Social media algorithms, by analyzing user behavior, have exposed how easily individuals can be influenced, challenging our assumptions about autonomy. When AI systems show that human actions are predictable patterns rather than independent choices, it raises philosophical questions about free will and undermines the perceived agency of individuals.
This Pandora’s box of truth demands careful consideration. While transparency and understanding are valuable, there are instances where too much information—especially when misinterpreted—can undermine the systems we rely on. Pulling back the curtain can leave us grappling with a destabilized world.
Where Do We Go From Here?
The challenges AI presents aren’t insurmountable, but they require a realistic understanding of the landscape. There are several barriers to addressing these challenges:
The Role of Capitalism: Profit-driven motives dominate the development of AI technologies. Companies are incentivized to push forward without pausing to consider ethical or societal implications. Capitalism’s need for growth often trumps caution, making meaningful regulation difficult to enforce. This creates a system where companies prioritize innovation over responsibility, with little incentive to change course.
The Geopolitical Arms Race: Superpowers view AI as a tool for economic dominance and national security, fueling a race to outpace rivals. This competition discourages restraint, as no superpower can afford to fall behind. The U.S. has embraced AI as a strategic advantage, pushing forward to prevent adversaries from weaponizing it against them. However, this race exacerbates risks, as rapid development often leaves ethical considerations in the dust.
The Lack of Levers to Pull: A grim reality: there are no obvious mechanisms to slow down or redirect the trajectory of AI development. The momentum is too great, the rewards too high and the incentives to continue on this path are deeply embedded in global systems.
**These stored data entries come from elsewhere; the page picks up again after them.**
#[cfg(test)]
mod tests {
    use super::*;
    use crate::cli::{Cli, Commands};
    use clap::Parser;
    use once_cell::sync::Lazy;
    use std::fs;
    use tempfile::{TempDir, tempdir};

    static TEST_DIR: Lazy<TempDir> = Lazy::new(|| tempdir().expect("Failed to create temp dir"));

    fn write_config_file(name: &str, content: &str) -> PathBuf {
        let file_path = TEST_DIR.path().join(name);
        fs::write(&file_path, content).unwrap();
        file_path
    }

    fn design_args(extra: &[&str]) -> DesignArgs {
        let mut args = vec!["partsgenie", "design", "-r", "request.toml"];
        args.extend_from_slice(extra);
        match Cli::parse_from(args).command {
            Commands::Design(args) => args,
            other => panic!("Expected 'design' subcommand, got {:?}", other),
        }
    }

    #[test]
    fn empty_config_falls_back_to_defaults() {
        let resolved = PartialDesignConfig::default()
            .merge_with_cli(&design_args(&[]))
            .unwrap();

        assert_eq!(resolved.design.annealing.max_iterations, DEFAULT_MAX_ITERATIONS);
        assert_eq!(
            resolved.design.annealing.initial_temperature,
            core_config::DEFAULT_INITIAL_TEMPERATURE
        );
        assert_eq!(resolved.design.annealing.energy_threshold, None);
        assert_eq!(resolved.design.seed, None);
        assert_eq!(resolved.design.rbs_params, RbsParams::default());
        assert_eq!(resolved.oracle.backend, BackendKind::NearestNeighbor);
        assert_eq!(resolved.oracle.timeout, None);
        assert!(resolved.codon_usage.is_none());
    }

    #[test]
    fn load_from_file_and_merge_with_defaults() {
        let config_path = write_config_file(
            "config_file.toml",
            r#"
            seed = 7

            [annealing]
            max-iterations = 250
            cooling-rate = 0.01

            [weights]
            rogue = 2.5

            [oracle]
            backend = "vienna"
            vienna-bin-dir = "/opt/vienna/bin"
            timeout-secs = 5
            max-consecutive-failures = 4

            [generation]
            initial-rbs-length = 25
            "#,
        );
        let resolved = PartialDesignConfig::from_file(&config_path)
            .unwrap()
            .merge_with_cli(&design_args(&[]))
            .unwrap();

        assert_eq!(resolved.design.seed, Some(7));
        assert_eq!(resolved.design.annealing.max_iterations, 250);
        assert_eq!(resolved.design.annealing.cooling_rate, 0.01);
        assert_eq!(resolved.design.weights.rogue, 2.5);
        assert_eq!(resolved.design.weights.rate_error, 1.0);
        assert_eq!(resolved.design.oracle_retry.max_consecutive_failures, 4);
        assert_eq!(
            resolved.design.oracle_retry.backoff,
            core_config::DEFAULT_ORACLE_BACKOFF
        );
        assert_eq!(resolved.design.initial_rbs_length, 25);
        assert_eq!(resolved.oracle.backend, BackendKind::Vienna);
        assert_eq!(
            resolved.oracle.vienna_bin_dir,
            Some(PathBuf::from("/opt/vienna/bin"))
        );
        assert_eq!(resolved.oracle.timeout, Some(Duration::from_secs(5)));
    }

    #[test]
    fn cli_args_override_file_values() {
        let config_path = write_config_file(
            "config_override.toml",
            r#"
            seed = 7
            [annealing]
            max-iterations = 250
            initial-temperature = 0.5
            [oracle]
            backend = "vienna"
            "#,
        );
        let args = design_args(&[
            "--max-iterations",
            "40",
            "--seed",
            "99",
            "-t",
            "0.2",
            "--backend",
            "nearest-neighbor",
            "--energy-threshold",
            "0.05",
        ]);
        let resolved = PartialDesignConfig::from_file(&config_path)
            .unwrap()
            .merge_with_cli(&args)
            .unwrap();

        assert_eq!(resolved.design.annealing.max_iterations, 40);
        assert_eq!(resolved.design.annealing.initial_temperature, 0.2);
        assert_eq!(resolved.design.annealing.energy_threshold, Some(0.05));
        assert_eq!(resolved.design.seed, Some(99));
        assert_eq!(resolved.oracle.backend, BackendKind::NearestNeighbor);
    }

    #[test]
    fn set_values_override_file_values() {
        let config_path = write_config_file(
            "config_set.toml",
            r#"
            [annealing]
            max-iterations = 250
            "#,
        );
        let args = design_args(&[
            "-S",
            "annealing.max-iterations=20",
            "-S",
            "weights.invalid=3.0",
            "-S",
            "oracle.backend=vienna",
            "-S",
            "oracle.backoff-ms=10",
        ]);
        let resolved = PartialDesignConfig::from_file(&config_path)
            .unwrap()
            .merge_with_cli(&args)
            .unwrap();

        assert_eq!(resolved.design.annealing.max_iterations, 20);
        assert_eq!(resolved.design.weights.invalid, 3.0);
        assert_eq!(resolved.design.oracle_retry.backoff, Duration::from_millis(10));
        assert_eq!(resolved.oracle.backend, BackendKind::Vienna);
    }

    #[test]
    fn malformed_set_values_are_rejected() {
        for bad in [
            "annealing.max-iterations",
            "annealing.max-iterations=many",
            "annealing.unknown=1",
            "oracle.backend=mfold",
        ] {
            let result = PartialDesignConfig::default().merge_with_cli(&design_args(&["-S", bad]));
            assert!(
                matches!(result, Err(CliError::Config(_))),
                "expected a configuration error for '{}'",
                bad
            );
        }
    }

    #[test]
    fn unknown_file_keys_are_reported_with_the_path() {
        let config_path = write_config_file(
            "config_unknown.toml",
            r#"
            [annealing]
            steps-per-temperature = 10
            "#,
        );
        let result = PartialDesignConfig::from_file(&config_path);
        assert!(matches!(
            result,
            Err(CliError::FileParsing { ref path, .. }) if *path == config_path
        ));
    }

    #[test]
    fn invalid_schedule_is_a_configuration_error() {
        let result =
            PartialDesignConfig::default().merge_with_cli(&design_args(&["--cooling-rate", "1.5"]));
        match result {
            Err(CliError::Config(msg)) => assert!(msg.contains("cooling_rate")),
            other => panic!("Expected configuration error, got {:?}", other.map(|_| ())),
        }
    }

    #[test]
    fn rbs_params_file_is_loaded() {
        let params_path = write_config_file(
            "rbs_params.toml",
            r#"
            max-rbs-length = 28
            rogue-cutoff = 0.2
            "#,
        );
        let config_path = write_config_file(
            "config_params.toml",
            &format!("[data]\nrbs-params = {:?}\n", params_path.to_str().unwrap()),
        );
        let resolved = PartialDesignConfig::from_file(&config_path)
            .unwrap()
            .merge_with_cli(&design_args(&[]))
            .unwrap();

        assert_eq!(resolved.design.rbs_params.max_rbs_length, 28);
        assert_eq!(resolved.design.rbs_params.rogue_cutoff, 0.2);
        assert_eq!(resolved.design.rbs_params.rt_eff, RbsParams::default().rt_eff);
    }
}
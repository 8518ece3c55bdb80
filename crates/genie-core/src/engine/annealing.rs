use super::config::{AnnealingConfig, OracleRetryConfig};
use super::error::EngineError;
use super::progress::{EventEmitter, JobStatus, ProgressValue};
use rand::{Rng, RngCore};
use std::sync::Arc;
use std::sync::atomic::{AtomicBool, Ordering};
use tracing::{debug, info, instrument, warn};

/// A mutable design state the annealer can search over.
///
/// `propose` mutates a working copy only; the committed state changes solely
/// through `commit`.
pub trait AnnealingSolution {
    /// Energy of the committed state.
    fn energy(&self) -> f64;

    /// Mutates the working copy and returns its energy.
    fn propose(&mut self, rng: &mut dyn RngCore) -> Result<f64, EngineError>;

    fn commit(&mut self);

    fn discard(&mut self);

    /// In-progress metrics of the committed state.
    fn progress_values(&self) -> Vec<ProgressValue> {
        Vec::new()
    }
}

/// Shared flag requesting a running search to stop at the next iteration.
#[derive(Debug, Clone, Default)]
pub struct CancellationToken(Arc<AtomicBool>);

impl CancellationToken {
    pub fn new() -> Self {
        Self::default()
    }

    pub fn cancel(&self) {
        self.0.store(true, Ordering::SeqCst);
    }

    pub fn is_cancelled(&self) -> bool {
        self.0.load(Ordering::SeqCst)
    }
}

#[derive(Debug, Clone, Copy, PartialEq, Eq)]
pub enum StopReason {
    BudgetExhausted,
    ThresholdReached,
    Cancelled,
}

#[derive(Debug, Clone, PartialEq)]
pub struct AnnealingOutcome {
    pub status: JobStatus,
    pub reason: StopReason,
    /// Number of fully completed iterations.
    pub iterations: usize,
    pub accepted: usize,
    pub energy: f64,
}

/// Metropolis criterion. Equal energies are rejected.
pub fn accept<R: Rng + ?Sized>(current: f64, proposed: f64, temperature: f64, rng: &mut R) -> bool {
    if proposed < current {
        true
    } else if proposed == current {
        false
    } else {
        rng.r#gen::<f64>() < ((current - proposed) / temperature).exp()
    }
}

pub struct Annealer<'a> {
    config: &'a AnnealingConfig,
    retry: OracleRetryConfig,
    cancel: CancellationToken,
    events: &'a EventEmitter<'a>,
}

impl<'a> Annealer<'a> {
    pub fn new(
        config: &'a AnnealingConfig,
        retry: OracleRetryConfig,
        cancel: CancellationToken,
        events: &'a EventEmitter<'a>,
    ) -> Self {
        Self {
            config,
            retry,
            cancel,
            events,
        }
    }

    #[instrument(skip_all, name = "simulated_annealing", fields(max_iterations = self.config.max_iterations))]
    pub fn optimise<S: AnnealingSolution>(
        &self,
        solution: &mut S,
        rng: &mut dyn RngCore,
    ) -> Result<AnnealingOutcome, EngineError> {
        info!(
            initial_energy = solution.energy(),
            temperature = self.config.initial_temperature,
            "Starting simulated annealing."
        );

        let mut temperature = self.config.initial_temperature;
        let mut iterations = 0;
        let mut accepted = 0;
        let mut consecutive_failures = 0;

        let reason = loop {
            if self.cancel.is_cancelled() {
                break StopReason::Cancelled;
            }
            if iterations >= self.config.max_iterations {
                break StopReason::BudgetExhausted;
            }
            if self
                .config
                .energy_threshold
                .is_some_and(|threshold| solution.energy() <= threshold)
            {
                break StopReason::ThresholdReached;
            }

            match solution.propose(rng) {
                Ok(proposed) => {
                    consecutive_failures = 0;
                    if accept(solution.energy(), proposed, temperature, rng) {
                        solution.commit();
                        accepted += 1;
                    } else {
                        solution.discard();
                    }
                }
                Err(EngineError::Oracle(err)) => {
                    solution.discard();
                    consecutive_failures += 1;
                    warn!(
                        iteration = iterations + 1,
                        consecutive_failures,
                        error = %err,
                        "Folding oracle failed; rejecting iteration."
                    );
                    if consecutive_failures >= self.retry.max_consecutive_failures {
                        return Err(EngineError::OracleUnavailable {
                            failures: consecutive_failures,
                            last: err,
                        });
                    }
                    std::thread::sleep(self.retry.backoff * consecutive_failures as u32);
                }
                Err(err) => {
                    solution.discard();
                    return Err(err);
                }
            }

            iterations += 1;
            temperature *= 1.0 - self.config.cooling_rate;
            debug!(iteration = iterations, energy = solution.energy(), temperature, "Iteration complete.");
            self.events.fire_event(
                JobStatus::Running,
                iterations,
                format!("Energy {:.4}", solution.energy()),
                solution.progress_values(),
                None,
            );
        };

        let status = match reason {
            StopReason::Cancelled => JobStatus::Cancelled,
            _ => JobStatus::Finished,
        };
        info!(
            ?reason,
            iterations,
            accepted,
            energy = solution.energy(),
            "Simulated annealing stopped."
        );
        Ok(AnnealingOutcome {
            status,
            reason,
            iterations,
            accepted,
            energy: solution.energy(),
        })
    }
}
use super::genetic_code::{self, STOP};
use super::usage::CodonUsageTable;
use crate::core::sequence::constraints::ConstraintSet;
use rand::{Rng, RngCore};
use rand::distributions::{Distribution, WeightedIndex};
use thiserror::Error;
use tracing::{debug, instrument, trace};

/// Bases of already-built sequence re-checked when a codon is appended.
const LOOKBACK: usize = 24;
const DEFAULT_MAX_ATTEMPTS: usize = 1000;

#[derive(Debug, Error, Clone, PartialEq)]
pub enum CodonError {
    #[error("Residue '{0}' cannot be translated to a codon")]
    UnknownResidue(char),
    #[error("No permitted codon encodes residue '{residue}'")]
    NoPermittedCodon { residue: char },
    #[error("Unable to codon-optimise a {length}-residue protein without forbidden patterns after {attempts} attempts")]
    Unsatisfiable { length: usize, attempts: usize },
    #[error("Nucleotide sequence of length {actual} does not encode a {expected}-residue protein")]
    LengthMismatch { expected: usize, actual: usize },
}

/// Back-translation and synonymous mutation of protein sequences.
pub trait CodonOptimizer: Send + Sync {
    /// Back-translates `residues` codon by codon. Unless `tolerant`, the
    /// result must contain no forbidden pattern of `constraints`.
    fn optimize(
        &self,
        residues: &str,
        excluded_codons: &[String],
        constraints: &ConstraintSet,
        tolerant: bool,
        rng: &mut dyn RngCore,
    ) -> Result<String, CodonError>;

    /// Replaces each codon of `sequence` by a synonymous one with probability
    /// `rate`.
    fn mutate(
        &self,
        residues: &str,
        sequence: &str,
        rate: f64,
        excluded_codons: &[String],
        rng: &mut dyn RngCore,
    ) -> Result<String, CodonError>;

    fn codon_adaptation_index(&self, sequence: &str) -> f64;
}

/// Codon optimiser drawing codons in proportion to organism usage.
#[derive(Debug, Clone)]
pub struct UsageCodonOptimizer {
    table: CodonUsageTable,
    max_attempts: usize,
}

impl Default for UsageCodonOptimizer {
    fn default() -> Self {
        Self::new(CodonUsageTable::default())
    }
}

impl UsageCodonOptimizer {
    pub fn new(table: CodonUsageTable) -> Self {
        Self {
            table,
            max_attempts: DEFAULT_MAX_ATTEMPTS,
        }
    }

    pub fn with_max_attempts(mut self, max_attempts: usize) -> Self {
        self.max_attempts = max_attempts.max(1);
        self
    }

    pub fn table(&self) -> &CodonUsageTable {
        &self.table
    }

    fn candidates(
        &self,
        residue: char,
        excluded: &[String],
    ) -> Result<Vec<(&'static str, f64)>, CodonError> {
        if !genetic_code::is_amino_acid(residue) {
            return Err(CodonError::UnknownResidue(residue));
        }
        let codons = self.table.weighted_codons(residue, excluded);
        if codons.is_empty() {
            return Err(CodonError::NoPermittedCodon { residue });
        }
        Ok(codons)
    }

    fn draw(codons: &[(&'static str, f64)], rng: &mut dyn RngCore) -> &'static str {
        match WeightedIndex::new(codons.iter().map(|(_, w)| *w)) {
            Ok(dist) => codons[dist.sample(rng)].0,
            // All weights zero: fall back to a uniform draw.
            Err(_) => codons[rng.gen_range(0..codons.len())].0,
        }
    }

    fn single_pass(
        &self,
        residues: &[char],
        excluded: &[String],
        constraints: &ConstraintSet,
        rng: &mut dyn RngCore,
    ) -> Result<Option<String>, CodonError> {
        let mut sequence = String::with_capacity(residues.len() * 3);
        for &residue in residues {
            let mut codons = self.candidates(residue, excluded)?;
            let mut placed = false;
            while !codons.is_empty() {
                let codon = Self::draw(&codons, rng);
                let tail_start = sequence.len().saturating_sub(LOOKBACK);
                let window = format!("{}{}", &sequence[tail_start..], codon);
                if !constraints.has_forbidden_pattern(&window) {
                    sequence.push_str(codon);
                    placed = true;
                    break;
                }
                codons.retain(|(c, _)| *c != codon);
            }
            if !placed {
                return Ok(None);
            }
        }
        Ok(Some(sequence))
    }
}

impl CodonOptimizer for UsageCodonOptimizer {
    #[instrument(level = "debug", skip_all, fields(length = residues.len()))]
    fn optimize(
        &self,
        residues: &str,
        excluded_codons: &[String],
        constraints: &ConstraintSet,
        tolerant: bool,
        rng: &mut dyn RngCore,
    ) -> Result<String, CodonError> {
        let residues: Vec<char> = residues.chars().map(|c| c.to_ascii_uppercase()).collect();

        for attempt in 1..=self.max_attempts {
            if let Some(seq) = self.single_pass(&residues, excluded_codons, constraints, rng)? {
                debug!(attempt, "Codon-optimised sequence generated.");
                return Ok(seq);
            }
            trace!(attempt, "Back-translation hit a forbidden pattern; retrying.");
        }

        if tolerant {
            debug!("Falling back to unconstrained back-translation.");
            let mut sequence = String::with_capacity(residues.len() * 3);
            for &residue in &residues {
                let codons = self.candidates(residue, excluded_codons)?;
                sequence.push_str(Self::draw(&codons, rng));
            }
            return Ok(sequence);
        }

        Err(CodonError::Unsatisfiable {
            length: residues.len(),
            attempts: self.max_attempts,
        })
    }

    fn mutate(
        &self,
        residues: &str,
        sequence: &str,
        rate: f64,
        excluded_codons: &[String],
        rng: &mut dyn RngCore,
    ) -> Result<String, CodonError> {
        let residues: Vec<char> = residues
            .chars()
            .map(|c| c.to_ascii_uppercase())
            .filter(|&c| c != STOP)
            .collect();
        if sequence.len() != residues.len() * 3 {
            return Err(CodonError::LengthMismatch {
                expected: residues.len(),
                actual: sequence.len(),
            });
        }

        let mut mutated = String::with_capacity(sequence.len());
        for (i, &residue) in residues.iter().enumerate() {
            let current = &sequence[i * 3..i * 3 + 3];
            if rng.r#gen::<f64>() >= rate {
                mutated.push_str(current);
                continue;
            }
            let alternatives: Vec<_> = self
                .candidates(residue, excluded_codons)?
                .into_iter()
                .filter(|(c, _)| !c.eq_ignore_ascii_case(current))
                .collect();
            if alternatives.is_empty() {
                mutated.push_str(current);
            } else {
                mutated.push_str(Self::draw(&alternatives, rng));
            }
        }
        Ok(mutated)
    }

    fn codon_adaptation_index(&self, sequence: &str) -> f64 {
        self.table.codon_adaptation_index(sequence)
    }
}
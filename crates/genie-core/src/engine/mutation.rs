use super::error::EngineError;
use crate::core::codon::optimizer::CodonOptimizer;
use crate::core::models::construct::Construct;
use crate::core::models::feature::Feature;
use crate::core::sequence::constraints::{ConstraintSet, count_matches};
use crate::core::sequence::{random_nucleotide, random_substitute, replace_at};
use rand::{Rng, RngCore};
use tracing::trace;

const INSERT_PROBABILITY: f64 = 0.1;
const DELETE_PROBABILITY: f64 = 0.1;

/// What the operators need besides the construct itself.
pub struct MutationContext<'a> {
    pub constraints: &'a ConstraintSet,
    pub codons: &'a dyn CodonOptimizer,
    pub excluded_codons: &'a [String],
    pub max_rbs_length: usize,
    pub cds_mutation_scale: f64,
}

#[derive(Debug, Clone, Copy, PartialEq, Eq)]
enum RbsMove {
    Insert,
    Delete,
    Substitute,
}

/// Applies one round of mutations to every non-fixed feature: filler
/// sequences first, then the RBS, then each CDS option.
pub fn mutate_construct(
    construct: &mut Construct,
    ctx: &MutationContext,
    rng: &mut dyn RngCore,
) -> Result<(), EngineError> {
    mutate_fillers(construct, ctx, rng);
    mutate_rbs(construct, ctx, rng);
    mutate_cds(construct, ctx, rng)
}

fn is_filler(feature: &Feature) -> bool {
    matches!(feature, Feature::Flanking { .. } | Feature::Insulator { .. })
}

/// Point substitution in every mutable prefix or insulator. The upstream
/// insulator is validated together with the RBS that follows it; any other
/// filler together with the feature before it.
pub fn mutate_fillers(construct: &mut Construct, ctx: &MutationContext, rng: &mut dyn RngCore) {
    let upstream = construct.upstream_insulator_index();
    let rbs = construct.rbs_index();

    for index in 0..construct.features().len() {
        let feature = &construct.features()[index];
        if !is_filler(feature) || feature.is_fixed() {
            continue;
        }
        let current = feature.sequence_for(0).to_string();
        if current.is_empty() {
            continue;
        }
        let pos = rng.gen_range(0..current.len());
        let base = current.as_bytes()[pos] as char;
        let mutated = replace_at(&current, pos, random_substitute(base, rng));

        let joined = if Some(index) == upstream {
            format!("{}{}", mutated, construct.features()[rbs].sequence_for(0))
        } else {
            let before = index
                .checked_sub(1)
                .map_or("", |i| construct.features()[i].sequence_for(0));
            format!("{}{}", before, mutated)
        };

        if ctx.constraints.is_valid(&joined) {
            trace!(index, pos, "Accepted filler substitution.");
            if let Some(seq) = construct.feature_mut(index).and_then(Feature::sequence_mut) {
                *seq = mutated;
            }
        }
    }
}

/// Insert, delete or substitute one RBS base. Length changes are absorbed by
/// the upstream insulator so the distance to the prefix is kept.
pub fn mutate_rbs(construct: &mut Construct, ctx: &MutationContext, rng: &mut dyn RngCore) {
    let rbs_index = construct.rbs_index();
    if construct.features()[rbs_index].is_fixed() {
        return;
    }
    let upstream = construct
        .upstream_insulator_index()
        .filter(|&i| !construct.features()[i].is_fixed());

    let rbs = construct.rbs_sequence().to_string();
    let insulator = construct
        .upstream_insulator_index()
        .map_or(String::new(), |i| {
            construct.features()[i].sequence_for(0).to_string()
        });

    let draw: f64 = rng.r#gen();
    let rbs_move = if upstream.is_some()
        && draw < INSERT_PROBABILITY
        && rbs.len() < ctx.max_rbs_length
        && !insulator.is_empty()
    {
        RbsMove::Insert
    } else if upstream.is_some() && draw < INSERT_PROBABILITY + DELETE_PROBABILITY && rbs.len() > 1 {
        RbsMove::Delete
    } else if rbs.is_empty() {
        return;
    } else {
        RbsMove::Substitute
    };

    let (new_insulator, new_rbs) = match rbs_move {
        RbsMove::Insert => {
            let pos = rng.gen_range(0..=rbs.len());
            let mut new_rbs = rbs.clone();
            new_rbs.insert(pos, random_nucleotide(rng));
            (insulator[1..].to_string(), new_rbs)
        }
        RbsMove::Delete => {
            let pos = rng.gen_range(0..rbs.len());
            let mut new_rbs = rbs.clone();
            new_rbs.remove(pos);
            let extended = format!("{}{}", random_nucleotide(rng), insulator);
            (extended, new_rbs)
        }
        RbsMove::Substitute => {
            let pos = rng.gen_range(0..rbs.len());
            let base = rbs.as_bytes()[pos] as char;
            (
                insulator.clone(),
                replace_at(&rbs, pos, random_substitute(base, rng)),
            )
        }
    };

    if !ctx
        .constraints
        .is_valid(&format!("{}{}", new_insulator, new_rbs))
    {
        return;
    }
    trace!(?rbs_move, length = new_rbs.len(), "Accepted RBS mutation.");

    if let Some(seq) = construct.feature_mut(rbs_index).and_then(Feature::sequence_mut) {
        *seq = new_rbs;
    }
    if let Some(index) = upstream {
        if let Some(seq) = construct.feature_mut(index).and_then(Feature::sequence_mut) {
            *seq = new_insulator;
        }
    }
}

/// Synonymous codon changes in every CDS option, at an expected
/// `cds_mutation_scale` changes per protein. A change that adds forbidden
/// patterns is dropped. Patterns are counted with the RBS and the stop codon
/// attached, so sites spanning either junction count too.
pub fn mutate_cds(
    construct: &mut Construct,
    ctx: &MutationContext,
    rng: &mut dyn RngCore,
) -> Result<(), EngineError> {
    let cds_index = construct.cds_index();
    if construct.features()[cds_index].is_fixed() {
        return Ok(());
    }
    let rbs = construct.rbs_sequence().to_string();
    let stop = construct
        .features()
        .get(cds_index + 1)
        .filter(|f| matches!(f, Feature::Stop { .. }))
        .map(|f| f.sequence_for(0).to_string())
        .unwrap_or_default();
    let in_context =
        |cds: &str| count_matches(&format!("{}{}{}", rbs, cds, stop), ctx.constraints);

    for option in construct.cds_options_mut() {
        let rate = ctx.cds_mutation_scale / option.protein.sequence.len() as f64;
        let mutated = ctx.codons.mutate(
            option.protein.sequence.coding_residues(),
            &option.sequence,
            rate,
            ctx.excluded_codons,
            rng,
        )?;
        if in_context(&mutated) <= in_context(&option.sequence) {
            option.sequence = mutated;
        }
    }
    Ok(())
}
It Will Get Worse Before It Gets Better: Like the climate crisis, the negative impacts of AI will intensify before we develop the tools and frameworks to address it. History suggests that humanity often reacts rather than prepares, and AI may follow this pattern. The lessons of the 2007-2008 financial crisis and the crossbow problem remind us that disruption often precedes meaningful reform.
Ultimately, regulation, ethics and public understanding of AI will catch up, and this new technology will transform our world beyond all recognition for the better.
Sadly, the rate and scale of change will lead to many adverse outcomes in the shorter term. My guess is 50 years from now it’ll all be great.
This is why I refer to the impacts of AI as a shitshow.